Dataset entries
◆ ◆ ◆
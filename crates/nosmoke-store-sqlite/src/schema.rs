//! SQL schema and versioned upgrades for the nosmoke SQLite store.
//!
//! The schema version lives in `PRAGMA user_version`. Opening a database below
//! [`SCHEMA_VERSION`] runs the missing steps of [`MIGRATIONS`] in a single
//! immediate transaction; a database already at the current version is not
//! touched.

use std::{thread, time::Duration};

use rusqlite::{Connection, ErrorCode, TransactionBehavior};

/// Version the code expects on disk.
pub const SCHEMA_VERSION: u32 = 1;

/// Switching a file to WAL needs an exclusive lock and does not wait on the
/// busy handler, so a second connection opening the same new file retries.
const WAL_ATTEMPTS: u32 = 10;
const WAL_BACKOFF: Duration = Duration::from_millis(20);

/// `MIGRATIONS[n]` takes a database from version `n` to version `n + 1`.
/// Each step is idempotent so a half-created schema can be completed.
const MIGRATIONS: [&str; SCHEMA_VERSION as usize] = [V1];

const V1: &str = "
CREATE TABLE IF NOT EXISTS cigarettes (
    id          INTEGER PRIMARY KEY AUTOINCREMENT,
    name        TEXT    NOT NULL,
    price       REAL    NOT NULL,
    pack_size   INTEGER NOT NULL CHECK (pack_size > 0),
    created_at  INTEGER NOT NULL,   -- epoch ms
    updated_at  INTEGER NOT NULL    -- epoch ms
);

CREATE INDEX IF NOT EXISTS cigarettes_name_idx       ON cigarettes(name);
CREATE INDEX IF NOT EXISTS cigarettes_created_at_idx ON cigarettes(created_at);

-- cigarette_id is not a foreign key: records outlive the cigarette they
-- reference.
CREATE TABLE IF NOT EXISTS records (
    id              INTEGER PRIMARY KEY AUTOINCREMENT,
    cigarette_id    INTEGER NOT NULL,
    cigarette_name  TEXT    NOT NULL,
    kind            TEXT    NOT NULL CHECK (kind IN ('smoke', 'share')),
    price           REAL,
    timestamp       INTEGER NOT NULL,   -- epoch ms, logical event time
    created_at      INTEGER NOT NULL    -- epoch ms, write time
);

CREATE INDEX IF NOT EXISTS records_timestamp_idx    ON records(timestamp);
CREATE INDEX IF NOT EXISTS records_kind_idx         ON records(kind);
CREATE INDEX IF NOT EXISTS records_cigarette_id_idx ON records(cigarette_id);
";

/// What [`upgrade`] found and did.
#[derive(Debug, Clone, Copy, PartialEq, Eq)]
pub enum Upgrade {
  /// Already at [`SCHEMA_VERSION`]; nothing ran.
  Current,
  /// Migrated from `from` to [`SCHEMA_VERSION`].
  Upgraded { from: u32 },
  /// The file is newer than this build understands; nothing ran.
  TooNew { found: u32 },
}

/// Per-connection settings, applied on every open outside any transaction.
/// Runs on the connection's own thread, so sleeping between attempts does
/// not block the runtime.
pub fn configure(conn: &Connection) -> rusqlite::Result<()> {
  let mut attempt = 1;
  loop {
    match enable_wal(conn) {
      Err(e) if is_busy(&e) && attempt < WAL_ATTEMPTS => {
        thread::sleep(WAL_BACKOFF * attempt);
        attempt += 1;
      }
      result => return result,
    }
  }
}

/// Put a file database into WAL mode unless it already is. In-memory
/// databases stay in `memory` mode.
fn enable_wal(conn: &Connection) -> rusqlite::Result<()> {
  if journal_mode(conn)?.eq_ignore_ascii_case("wal") {
    return Ok(());
  }
  conn.pragma_update_and_check(None, "journal_mode", "WAL", |row| {
    row.get::<_, String>(0)
  })?;
  Ok(())
}

pub fn journal_mode(conn: &Connection) -> rusqlite::Result<String> {
  conn.pragma_query_value(None, "journal_mode", |row| row.get(0))
}

fn is_busy(err: &rusqlite::Error) -> bool {
  matches!(
    err.sqlite_error_code(),
    Some(ErrorCode::DatabaseBusy | ErrorCode::DatabaseLocked)
  )
}

pub fn user_version(conn: &Connection) -> rusqlite::Result<u32> {
  conn.pragma_query_value(None, "user_version", |row| row.get(0))
}

/// Bring the database up to [`SCHEMA_VERSION`].
pub fn upgrade(conn: &mut Connection) -> rusqlite::Result<Upgrade> {
  let found = user_version(conn)?;
  if found > SCHEMA_VERSION {
    return Ok(Upgrade::TooNew { found });
  }
  if found == SCHEMA_VERSION {
    return Ok(Upgrade::Current);
  }

  // Re-read under the write lock. The immediate transaction waits on the
  // busy handler, so a second connection sees the first one's upgrade here.
  let tx = conn.transaction_with_behavior(TransactionBehavior::Immediate)?;
  let from = user_version(&tx)?;
  if from >= SCHEMA_VERSION {
    return Ok(Upgrade::Current);
  }

  for step in &MIGRATIONS[from as usize..] {
    tx.execute_batch(step)?;
  }
  tx.pragma_update(None, "user_version", SCHEMA_VERSION)?;
  tx.commit()?;

  Ok(Upgrade::Upgraded { from })
}

#[cfg(test)]
mod tests {
  use nosmoke_core::entry::Collection;

  use super::*;

  fn count_objects(conn: &Connection, kind: &str) -> i64 {
    conn
      .query_row(
        "SELECT COUNT(*) FROM sqlite_master WHERE type = ?1 AND name NOT LIKE 'sqlite_%'",
        [kind],
        |row| row.get(0),
      )
      .unwrap()
  }

  #[test]
  fn fresh_database_is_upgraded() {
    let mut conn = Connection::open_in_memory().unwrap();
    assert_eq!(upgrade(&mut conn).unwrap(), Upgrade::Upgraded { from: 0 });
    assert_eq!(user_version(&conn).unwrap(), SCHEMA_VERSION);
    assert_eq!(count_objects(&conn, "table"), 2);
    assert_eq!(count_objects(&conn, "index"), 5);
  }

  #[test]
  fn second_upgrade_is_a_no_op() {
    let mut conn = Connection::open_in_memory().unwrap();
    upgrade(&mut conn).unwrap();

    let cookie: i64 = conn
      .pragma_query_value(None, "schema_version", |row| row.get(0))
      .unwrap();
    assert_eq!(upgrade(&mut conn).unwrap(), Upgrade::Current);
    let cookie_after: i64 = conn
      .pragma_query_value(None, "schema_version", |row| row.get(0))
      .unwrap();

    assert_eq!(cookie, cookie_after);
    assert_eq!(count_objects(&conn, "index"), 5);
  }

  #[test]
  fn partially_created_schema_is_completed() {
    let mut conn = Connection::open_in_memory().unwrap();
    conn
      .execute_batch(
        "CREATE TABLE cigarettes (
           id INTEGER PRIMARY KEY AUTOINCREMENT,
           name TEXT NOT NULL,
           price REAL NOT NULL,
           pack_size INTEGER NOT NULL CHECK (pack_size > 0),
           created_at INTEGER NOT NULL,
           updated_at INTEGER NOT NULL
         );",
      )
      .unwrap();

    assert_eq!(upgrade(&mut conn).unwrap(), Upgrade::Upgraded { from: 0 });
    assert_eq!(count_objects(&conn, "table"), 2);
    assert_eq!(count_objects(&conn, "index"), 5);
  }

  #[test]
  fn every_declared_index_exists_in_the_schema() {
    let mut conn = Connection::open_in_memory().unwrap();
    upgrade(&mut conn).unwrap();

    let mut declared = 0;
    for collection in Collection::ALL {
      for index in collection.indices() {
        assert_eq!(index.collection(), collection);
        let found: i64 = conn
          .query_row(
            "SELECT COUNT(*)
               FROM pragma_index_list(?1) AS l
               JOIN pragma_index_info(l.name) AS i
              WHERE i.name = ?2",
            [collection.as_ref(), index.field()],
            |row| row.get(0),
          )
          .unwrap();
        assert_eq!(found, 1, "no SQL index for {index}");
        declared += 1;
      }
    }
    assert_eq!(count_objects(&conn, "index"), declared);
  }

  #[test]
  fn configure_switches_file_to_wal_once() {
    let dir = tempfile::tempdir().unwrap();
    let path = dir.path().join("wal.sqlite3");

    let first = Connection::open(&path).unwrap();
    configure(&first).unwrap();
    assert_eq!(journal_mode(&first).unwrap(), "wal");

    // Already in WAL: a second connection skips the switch even while the
    // first holds a write lock.
    first.execute_batch("BEGIN IMMEDIATE").unwrap();
    let second = Connection::open(&path).unwrap();
    configure(&second).unwrap();
    assert_eq!(journal_mode(&second).unwrap(), "wal");
    first.execute_batch("COMMIT").unwrap();
  }

  #[test]
  fn configure_leaves_memory_database_alone() {
    let conn = Connection::open_in_memory().unwrap();
    configure(&conn).unwrap();
    assert_eq!(journal_mode(&conn).unwrap(), "memory");
  }

  #[test]
  fn newer_database_is_left_alone() {
    let mut conn = Connection::open_in_memory().unwrap();
    conn.pragma_update(None, "user_version", 99).unwrap();

    assert_eq!(upgrade(&mut conn).unwrap(), Upgrade::TooNew { found: 99 });
    assert_eq!(count_objects(&conn, "table"), 0);
  }
}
◆ ◆ ◆
— The task —
Copy, please, exactly the lines that start at the first line of the data and end at the line containing "wait on the", both kept and no others.

— Written solution —
filename crates/nosmoke-store-sqlite/src/schema.rs
//! SQL schema and versioned upgrades for the nosmoke SQLite store.
//!
//! The schema version lives in `PRAGMA user_version`. Opening a database below
//! [`SCHEMA_VERSION`] runs the missing steps of [`MIGRATIONS`] in a single
//! immediate transaction; a database already at the current version is not
//! touched.

use std::{thread, time::Duration};

use rusqlite::{Connection, ErrorCode, TransactionBehavior};

/// Version the code expects on disk.
pub const SCHEMA_VERSION: u32 = 1;

/// Switching a file to WAL needs an exclusive lock and does not wait on the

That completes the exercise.